**TASK GOAL**
For the entries that follow, restate word for word the line containing "is empty, cannot", the line containing "its own variant.", and every line that lies between them.
[Start of Attachment]
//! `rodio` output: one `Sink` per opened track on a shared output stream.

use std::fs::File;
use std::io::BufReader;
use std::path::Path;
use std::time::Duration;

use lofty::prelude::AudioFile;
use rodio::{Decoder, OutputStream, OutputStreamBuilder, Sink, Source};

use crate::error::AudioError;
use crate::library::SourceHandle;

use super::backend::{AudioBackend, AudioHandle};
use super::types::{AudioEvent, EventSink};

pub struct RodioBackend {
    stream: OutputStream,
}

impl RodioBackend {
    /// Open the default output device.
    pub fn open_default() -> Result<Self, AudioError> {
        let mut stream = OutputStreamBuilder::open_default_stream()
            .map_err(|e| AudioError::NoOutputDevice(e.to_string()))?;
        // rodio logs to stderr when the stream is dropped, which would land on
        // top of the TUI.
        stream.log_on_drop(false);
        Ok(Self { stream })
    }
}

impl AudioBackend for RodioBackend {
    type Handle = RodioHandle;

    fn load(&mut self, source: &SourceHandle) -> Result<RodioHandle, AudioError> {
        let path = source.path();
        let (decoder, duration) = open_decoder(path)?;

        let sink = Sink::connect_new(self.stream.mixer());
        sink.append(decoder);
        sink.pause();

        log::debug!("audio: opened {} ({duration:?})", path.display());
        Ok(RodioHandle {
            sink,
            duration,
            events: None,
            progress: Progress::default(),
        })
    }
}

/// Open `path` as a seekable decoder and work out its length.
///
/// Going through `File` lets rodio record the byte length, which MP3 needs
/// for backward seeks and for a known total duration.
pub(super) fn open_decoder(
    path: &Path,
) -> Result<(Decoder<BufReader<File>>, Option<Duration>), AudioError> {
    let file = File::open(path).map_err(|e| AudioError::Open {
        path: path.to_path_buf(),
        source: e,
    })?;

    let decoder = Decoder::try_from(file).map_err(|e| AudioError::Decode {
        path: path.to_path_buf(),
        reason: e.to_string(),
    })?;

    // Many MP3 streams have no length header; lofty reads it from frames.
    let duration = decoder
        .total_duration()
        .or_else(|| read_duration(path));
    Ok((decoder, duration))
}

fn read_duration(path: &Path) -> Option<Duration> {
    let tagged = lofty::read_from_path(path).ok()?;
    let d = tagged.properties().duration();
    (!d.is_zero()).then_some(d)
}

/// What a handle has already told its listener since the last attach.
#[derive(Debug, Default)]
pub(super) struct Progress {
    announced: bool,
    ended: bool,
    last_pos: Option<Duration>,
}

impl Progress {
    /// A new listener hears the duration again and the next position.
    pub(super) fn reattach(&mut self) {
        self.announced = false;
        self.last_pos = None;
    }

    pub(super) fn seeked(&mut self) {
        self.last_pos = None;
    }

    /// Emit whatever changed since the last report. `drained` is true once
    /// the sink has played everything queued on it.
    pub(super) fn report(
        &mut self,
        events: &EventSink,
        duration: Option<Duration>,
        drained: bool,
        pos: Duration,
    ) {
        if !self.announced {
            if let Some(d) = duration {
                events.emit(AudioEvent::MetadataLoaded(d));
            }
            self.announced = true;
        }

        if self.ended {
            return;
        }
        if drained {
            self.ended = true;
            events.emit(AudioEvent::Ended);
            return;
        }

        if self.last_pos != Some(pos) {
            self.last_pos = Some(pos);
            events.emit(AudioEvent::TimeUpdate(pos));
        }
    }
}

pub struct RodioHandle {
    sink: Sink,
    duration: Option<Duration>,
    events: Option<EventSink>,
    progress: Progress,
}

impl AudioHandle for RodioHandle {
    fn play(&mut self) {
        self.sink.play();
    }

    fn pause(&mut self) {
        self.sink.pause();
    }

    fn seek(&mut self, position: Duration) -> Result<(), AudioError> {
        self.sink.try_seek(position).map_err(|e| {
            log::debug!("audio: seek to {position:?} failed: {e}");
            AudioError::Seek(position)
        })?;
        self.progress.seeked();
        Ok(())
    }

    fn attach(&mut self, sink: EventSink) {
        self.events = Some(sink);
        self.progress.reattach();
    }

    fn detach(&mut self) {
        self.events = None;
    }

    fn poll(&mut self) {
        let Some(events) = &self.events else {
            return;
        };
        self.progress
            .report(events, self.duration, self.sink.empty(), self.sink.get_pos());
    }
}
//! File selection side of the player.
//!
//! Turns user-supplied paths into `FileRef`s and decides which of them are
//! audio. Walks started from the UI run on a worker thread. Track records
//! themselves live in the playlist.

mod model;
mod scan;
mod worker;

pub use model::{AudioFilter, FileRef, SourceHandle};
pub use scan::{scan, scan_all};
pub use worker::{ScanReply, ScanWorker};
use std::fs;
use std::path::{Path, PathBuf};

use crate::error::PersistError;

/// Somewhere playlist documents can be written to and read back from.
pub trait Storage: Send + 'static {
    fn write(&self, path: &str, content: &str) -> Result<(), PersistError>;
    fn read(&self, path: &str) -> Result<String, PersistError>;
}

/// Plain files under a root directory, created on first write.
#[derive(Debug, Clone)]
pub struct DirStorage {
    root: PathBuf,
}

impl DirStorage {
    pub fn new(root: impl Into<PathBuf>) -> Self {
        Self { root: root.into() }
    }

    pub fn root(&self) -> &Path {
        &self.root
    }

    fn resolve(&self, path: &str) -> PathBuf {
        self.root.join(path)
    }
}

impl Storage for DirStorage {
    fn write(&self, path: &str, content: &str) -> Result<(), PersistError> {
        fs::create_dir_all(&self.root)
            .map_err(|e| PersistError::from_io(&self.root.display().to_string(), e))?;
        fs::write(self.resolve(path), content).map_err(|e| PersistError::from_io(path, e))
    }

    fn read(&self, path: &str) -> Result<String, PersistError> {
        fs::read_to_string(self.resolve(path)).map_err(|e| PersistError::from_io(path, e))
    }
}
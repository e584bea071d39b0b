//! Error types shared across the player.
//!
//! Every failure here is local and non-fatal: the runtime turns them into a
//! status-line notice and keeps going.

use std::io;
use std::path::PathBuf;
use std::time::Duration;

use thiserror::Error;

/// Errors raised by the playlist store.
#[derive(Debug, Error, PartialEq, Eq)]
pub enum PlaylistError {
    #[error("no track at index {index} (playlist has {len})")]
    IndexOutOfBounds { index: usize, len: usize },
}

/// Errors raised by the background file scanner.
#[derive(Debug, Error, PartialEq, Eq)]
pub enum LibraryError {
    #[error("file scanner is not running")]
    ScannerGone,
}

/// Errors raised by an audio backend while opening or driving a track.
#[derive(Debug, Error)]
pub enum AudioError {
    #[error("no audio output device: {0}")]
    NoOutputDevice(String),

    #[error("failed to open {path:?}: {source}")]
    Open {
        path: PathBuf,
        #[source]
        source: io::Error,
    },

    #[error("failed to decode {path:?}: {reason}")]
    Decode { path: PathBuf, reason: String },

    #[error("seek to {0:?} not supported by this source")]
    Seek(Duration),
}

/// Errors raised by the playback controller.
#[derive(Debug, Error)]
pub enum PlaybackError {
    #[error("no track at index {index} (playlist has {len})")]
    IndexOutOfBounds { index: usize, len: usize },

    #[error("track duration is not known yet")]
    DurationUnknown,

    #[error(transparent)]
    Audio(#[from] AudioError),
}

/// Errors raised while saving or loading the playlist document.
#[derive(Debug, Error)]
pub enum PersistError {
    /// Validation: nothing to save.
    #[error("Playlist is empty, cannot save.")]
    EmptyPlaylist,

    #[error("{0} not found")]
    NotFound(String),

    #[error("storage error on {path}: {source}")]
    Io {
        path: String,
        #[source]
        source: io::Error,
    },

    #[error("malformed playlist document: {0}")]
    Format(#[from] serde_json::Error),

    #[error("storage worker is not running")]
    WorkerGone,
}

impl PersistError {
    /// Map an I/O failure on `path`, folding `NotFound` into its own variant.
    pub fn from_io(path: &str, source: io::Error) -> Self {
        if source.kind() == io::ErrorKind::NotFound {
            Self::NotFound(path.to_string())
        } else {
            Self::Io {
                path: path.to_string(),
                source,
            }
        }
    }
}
[End of Attachment]
**TASK OUTPUT**
    #[error("Playlist is empty, cannot save.")]
    EmptyPlaylist,

    #[error("{0} not found")]
    NotFound(String),

    #[error("storage error on {path}: {source}")]
    Io {
        path: String,
        #[source]
        source: io::Error,
    },

    #[error("malformed playlist document: {0}")]
    Format(#[from] serde_json::Error),

    #[error("storage worker is not running")]
    WorkerGone,
}

impl PersistError {
    /// Map an I/O failure on `path`, folding `NotFound` into its own variant.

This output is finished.